Dataset entries
◆ ◆ ◆ ◆ ◆ ◆ ◆

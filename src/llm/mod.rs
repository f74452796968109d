//! LLM 层：客户端抽象、结构化输出与实现（OpenAI 兼容 / DeepSeek / 阿里云 / Mock）

pub mod mock;
pub mod openai;
pub mod provider;
pub mod structured;
pub mod traits;

pub use mock::{MockLlmClient, MockReply};
pub use openai::{OpenAiClient, TokenUsage};
pub use provider::{create_llm_from_config, Provider};
pub use structured::{extract_json_block, invoke_structured, invoke_structured_prompt};
pub use traits::{LlmClient, LlmError, LlmResponse, RetryConfig, RetryingLlmClient, ToolSpec};
//! 任务调度：有界 worker 池
//!
//! 一批相互独立的任务全部 spawn 到 JoinSet，由 Semaphore 限制同时运行的数量（与任务数无关）。
//! 每个任务拿到父 token 的子 token；取消时尚未拿到许可的任务直接放弃。
//! 结果按完成顺序逐个交给调用方，调用方在全部返回后才继续（硬汇合）。

use std::future::Future;
use std::sync::atomic::{AtomicU64, Ordering};
use std::sync::Arc;

use tokio::sync::Semaphore;
use tokio::task::JoinSet;
use tokio_util::sync::CancellationToken;

/// 任务 ID
#[derive(Clone, Copy, PartialEq, Eq, Hash, Debug)]
pub struct TaskId(u64);

static NEXT_TASK_ID: AtomicU64 = AtomicU64::new(0);

impl Default for TaskId {
    fn default() -> Self {
        Self::new()
    }
}

impl TaskId {
    pub fn new() -> Self {
        Self(NEXT_TASK_ID.fetch_add(1, Ordering::Relaxed))
    }
}

/// 一批任务的统计
#[derive(Clone, Copy, Debug, Default, PartialEq, Eq)]
pub struct BatchStats {
    /// 返回了结果的任务
    pub completed: usize,
    /// 被取消或没有产出的任务
    pub skipped: usize,
    /// panic 的任务
    pub failed: usize,
}

/// 有界任务调度器
#[derive(Clone)]
pub struct TaskScheduler {
    semaphore: Arc<Semaphore>,
    max_concurrent: usize,
}

impl TaskScheduler {
    pub fn new(max_concurrent: usize) -> Self {
        let max_concurrent = max_concurrent.max(1);
        Self {
            semaphore: Arc::new(Semaphore::new(max_concurrent)),
            max_concurrent,
        }
    }

    pub fn max_concurrent(&self) -> usize {
        self.max_concurrent
    }

    /// 并发执行一批任务，结果到达时调用 `on_result`，全部结束后返回
    pub async fn run_batch<I, R, F, Fut>(
        &self,
        jobs: Vec<I>,
        cancel: &CancellationToken,
        work: F,
        mut on_result: impl FnMut(R),
    ) -> BatchStats
    where
        I: Send + 'static,
        R: Send + 'static,
        F: Fn(I, CancellationToken) -> Fut + Clone + Send + 'static,
        Fut: Future<Output = Option<R>> + Send + 'static,
    {
        let mut set = JoinSet::new();
        for job in jobs {
            let id = TaskId::new();
            let semaphore = self.semaphore.clone();
            let token = cancel.child_token();
            let work = work.clone();
            set.spawn(async move {
                let permit = tokio::select! {
                    _ = token.cancelled() => return (id, None),
                    p = semaphore.acquire_owned() => p,
                };
                let Ok(_permit) = permit else {
                    return (id, None);
                };
                if token.is_cancelled() {
                    return (id, None);
                }
                (id, work(job, token).await)
            });
        }

        let mut stats = BatchStats::default();
        while let Some(joined) = set.join_next().await {
            match joined {
                Ok((_, Some(result))) => {
                    stats.completed += 1;
                    on_result(result);
                }
                Ok((id, None)) => {
                    tracing::debug!(task = ?id, "Task produced no result");
                    stats.skipped += 1;
                }
                Err(e) => {
                    tracing::error!(error = %e, "Worker task panicked");
                    stats.failed += 1;
                }
            }
        }
        stats
    }
}

impl Default for TaskScheduler {
    fn default() -> Self {
        Self::new(3)
    }
}

#[cfg(test)]
mod tests {
    use super::*;
    use std::sync::atomic::AtomicUsize;
    use std::time::Duration;

    #[tokio::test]
    async fn test_concurrency_is_bounded() {
        let scheduler = TaskScheduler::new(2);
        let running = Arc::new(AtomicUsize::new(0));
        let peak = Arc::new(AtomicUsize::new(0));

        let (r, p) = (running.clone(), peak.clone());
        let mut results = Vec::new();
        let stats = scheduler
            .run_batch(
                (0..6).collect(),
                &CancellationToken::new(),
                move |i: u32, _token| {
                    let (r, p) = (r.clone(), p.clone());
                    async move {
                        let now = r.fetch_add(1, Ordering::SeqCst) + 1;
                        p.fetch_max(now, Ordering::SeqCst);
                        tokio::time::sleep(Duration::from_millis(20)).await;
                        r.fetch_sub(1, Ordering::SeqCst);
                        Some(i * 10)
                    }
                },
                |v| results.push(v),
            )
            .await;

        assert_eq!(stats.completed, 6);
        assert!(peak.load(Ordering::SeqCst) <= 2);
        results.sort();
        assert_eq!(results, vec![0, 10, 20, 30, 40, 50]);
    }

    #[tokio::test]
    async fn test_cancelled_batch_skips_work() {
        let scheduler = TaskScheduler::new(1);
        let token = CancellationToken::new();
        token.cancel();
        let stats = scheduler
            .run_batch(vec![1, 2, 3], &token, |i: u32, _t| async move { Some(i) }, |_| {})
            .await;
        assert_eq!(stats.completed, 0);
        assert_eq!(stats.skipped, 3);
    }

    #[tokio::test]
    async fn test_panicking_task_is_counted() {
        let scheduler = TaskScheduler::default();
        let stats = scheduler
            .run_batch(
                vec![0u32, 1],
                &CancellationToken::new(),
                |i, _t| async move {
                    if i == 0 {
                        panic!("boom");
                    }
                    Some(i)
                },
                |_| {},
            )
            .await;
        assert_eq!(stats.completed, 1);
        assert_eq!(stats.failed, 1);
    }
}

◆ ◆ ◆ ◆ ◆ ◆ ◆

- _What this task involves_
Print the records above again, every one, exactly as written.

- _Reply to the task_
filename src/llm/mod.rs
repository f74452796968109d
//! LLM 层：客户端抽象、结构化输出与实现（OpenAI 兼容 / DeepSeek / 阿里云 / Mock）

pub mod mock;
pub mod openai;
pub mod provider;
pub mod structured;
pub mod traits;

pub use mock::{MockLlmClient, MockReply};
pub use openai::{OpenAiClient, TokenUsage};
pub use provider::{create_llm_from_config, Provider};
pub use structured::{extract_json_block, invoke_structured, invoke_structured_prompt};
pub use traits::{LlmClient, LlmError, LlmResponse, RetryConfig, RetryingLlmClient, ToolSpec};
//! 任务调度：有界 worker 池
//!
//! 一批相互独立的任务全部 spawn 到 JoinSet，由 Semaphore 限制同时运行的数量（与任务数无关）。
//! 每个任务拿到父 token 的子 token；取消时尚未拿到许可的任务直接放弃。
//! 结果按完成顺序逐个交给调用方，调用方在全部返回后才继续（硬汇合）。

use std::future::Future;
use std::sync::atomic::{AtomicU64, Ordering};
use std::sync::Arc;

use tokio::sync::Semaphore;
use tokio::task::JoinSet;
use tokio_util::sync::CancellationToken;

/// 任务 ID
#[derive(Clone, Copy, PartialEq, Eq, Hash, Debug)]
pub struct TaskId(u64);

static NEXT_TASK_ID: AtomicU64 = AtomicU64::new(0);

impl Default for TaskId {
    fn default() -> Self {
        Self::new()
    }
}

impl TaskId {
    pub fn new() -> Self {
        Self(NEXT_TASK_ID.fetch_add(1, Ordering::Relaxed))
    }
}

/// 一批任务的统计
#[derive(Clone, Copy, Debug, Default, PartialEq, Eq)]
pub struct BatchStats {
    /// 返回了结果的任务
    pub completed: usize,
    /// 被取消或没有产出的任务
    pub skipped: usize,
    /// panic 的任务
    pub failed: usize,
}

/// 有界任务调度器
#[derive(Clone)]
pub struct TaskScheduler {
    semaphore: Arc<Semaphore>,
    max_concurrent: usize,
}

impl TaskScheduler {
    pub fn new(max_concurrent: usize) -> Self {
        let max_concurrent = max_concurrent.max(1);
        Self {
            semaphore: Arc::new(Semaphore::new(max_concurrent)),
            max_concurrent,
        }
    }

    pub fn max_concurrent(&self) -> usize {
        self.max_concurrent
    }

    /// 并发执行一批任务，结果到达时调用 `on_result`，全部结束后返回
    pub async fn run_batch<I, R, F, Fut>(
        &self,
        jobs: Vec<I>,
        cancel: &CancellationToken,
        work: F,
        mut on_result: impl FnMut(R),
    ) -> BatchStats
    where
        I: Send + 'static,
        R: Send + 'static,
        F: Fn(I, CancellationToken) -> Fut + Clone + Send + 'static,
        Fut: Future<Output = Option<R>> + Send + 'static,
    {
        let mut set = JoinSet::new();
        for job in jobs {
            let id = TaskId::new();
            let semaphore = self.semaphore.clone();
            let token = cancel.child_token();
            let work = work.clone();
            set.spawn(async move {
                let permit = tokio::select! {
                    _ = token.cancelled() => return (id, None),
                    p = semaphore.acquire_owned() => p,
                };
                let Ok(_permit) = permit else {
                    return (id, None);
                };
                if token.is_cancelled() {
                    return (id, None);
                }
                (id, work(job, token).await)
            });
        }

        let mut stats = BatchStats::default();
        while let Some(joined) = set.join_next().await {
            match joined {
                Ok((_, Some(result))) => {
                    stats.completed += 1;
                    on_result(result);
                }
                Ok((id, None)) => {
                    tracing::debug!(task = ?id, "Task produced no result");
                    stats.skipped += 1;
                }
                Err(e) => {
                    tracing::error!(error = %e, "Worker task panicked");
                    stats.failed += 1;
                }
            }
        }
        stats
    }
}

impl Default for TaskScheduler {
    fn default() -> Self {
        Self::new(3)
    }
}

#[cfg(test)]
mod tests {
    use super::*;
    use std::sync::atomic::AtomicUsize;
    use std::time::Duration;

    #[tokio::test]
    async fn test_concurrency_is_bounded() {
        let scheduler = TaskScheduler::new(2);
        let running = Arc::new(AtomicUsize::new(0));
        let peak = Arc::new(AtomicUsize::new(0));

        let (r, p) = (running.clone(), peak.clone());
        let mut results = Vec::new();
        let stats = scheduler
            .run_batch(
                (0..6).collect(),
                &CancellationToken::new(),
                move |i: u32, _token| {
                    let (r, p) = (r.clone(), p.clone());
                    async move {
                        let now = r.fetch_add(1, Ordering::SeqCst) + 1;
                        p.fetch_max(now, Ordering::SeqCst);
                        tokio::time::sleep(Duration::from_millis(20)).await;
                        r.fetch_sub(1, Ordering::SeqCst);
                        Some(i * 10)
                    }
                },
                |v| results.push(v),
            )
            .await;

        assert_eq!(stats.completed, 6);
        assert!(peak.load(Ordering::SeqCst) <= 2);
        results.sort();
        assert_eq!(results, vec![0, 10, 20, 30, 40, 50]);
    }

    #[tokio::test]
    async fn test_cancelled_batch_skips_work() {
        let scheduler = TaskScheduler::new(1);
        let token = CancellationToken::new();
        token.cancel();
        let stats = scheduler
            .run_batch(vec![1, 2, 3], &token, |i: u32, _t| async move { Some(i) }, |_| {})
            .await;
        assert_eq!(stats.completed, 0);
        assert_eq!(stats.skipped, 3);
    }

    #[tokio::test]
    async fn test_panicking_task_is_counted() {
        let scheduler = TaskScheduler::default();
        let stats = scheduler
            .run_batch(
                vec![0u32, 1],
                &CancellationToken::new(),
                |i, _t| async move {
                    if i == 0 {
                        panic!("boom");
                    }
                    Some(i)
                },
                |_| {},
            )
            .await;
        assert_eq!(stats.completed, 1);
        assert_eq!(stats.failed, 1);
    }
}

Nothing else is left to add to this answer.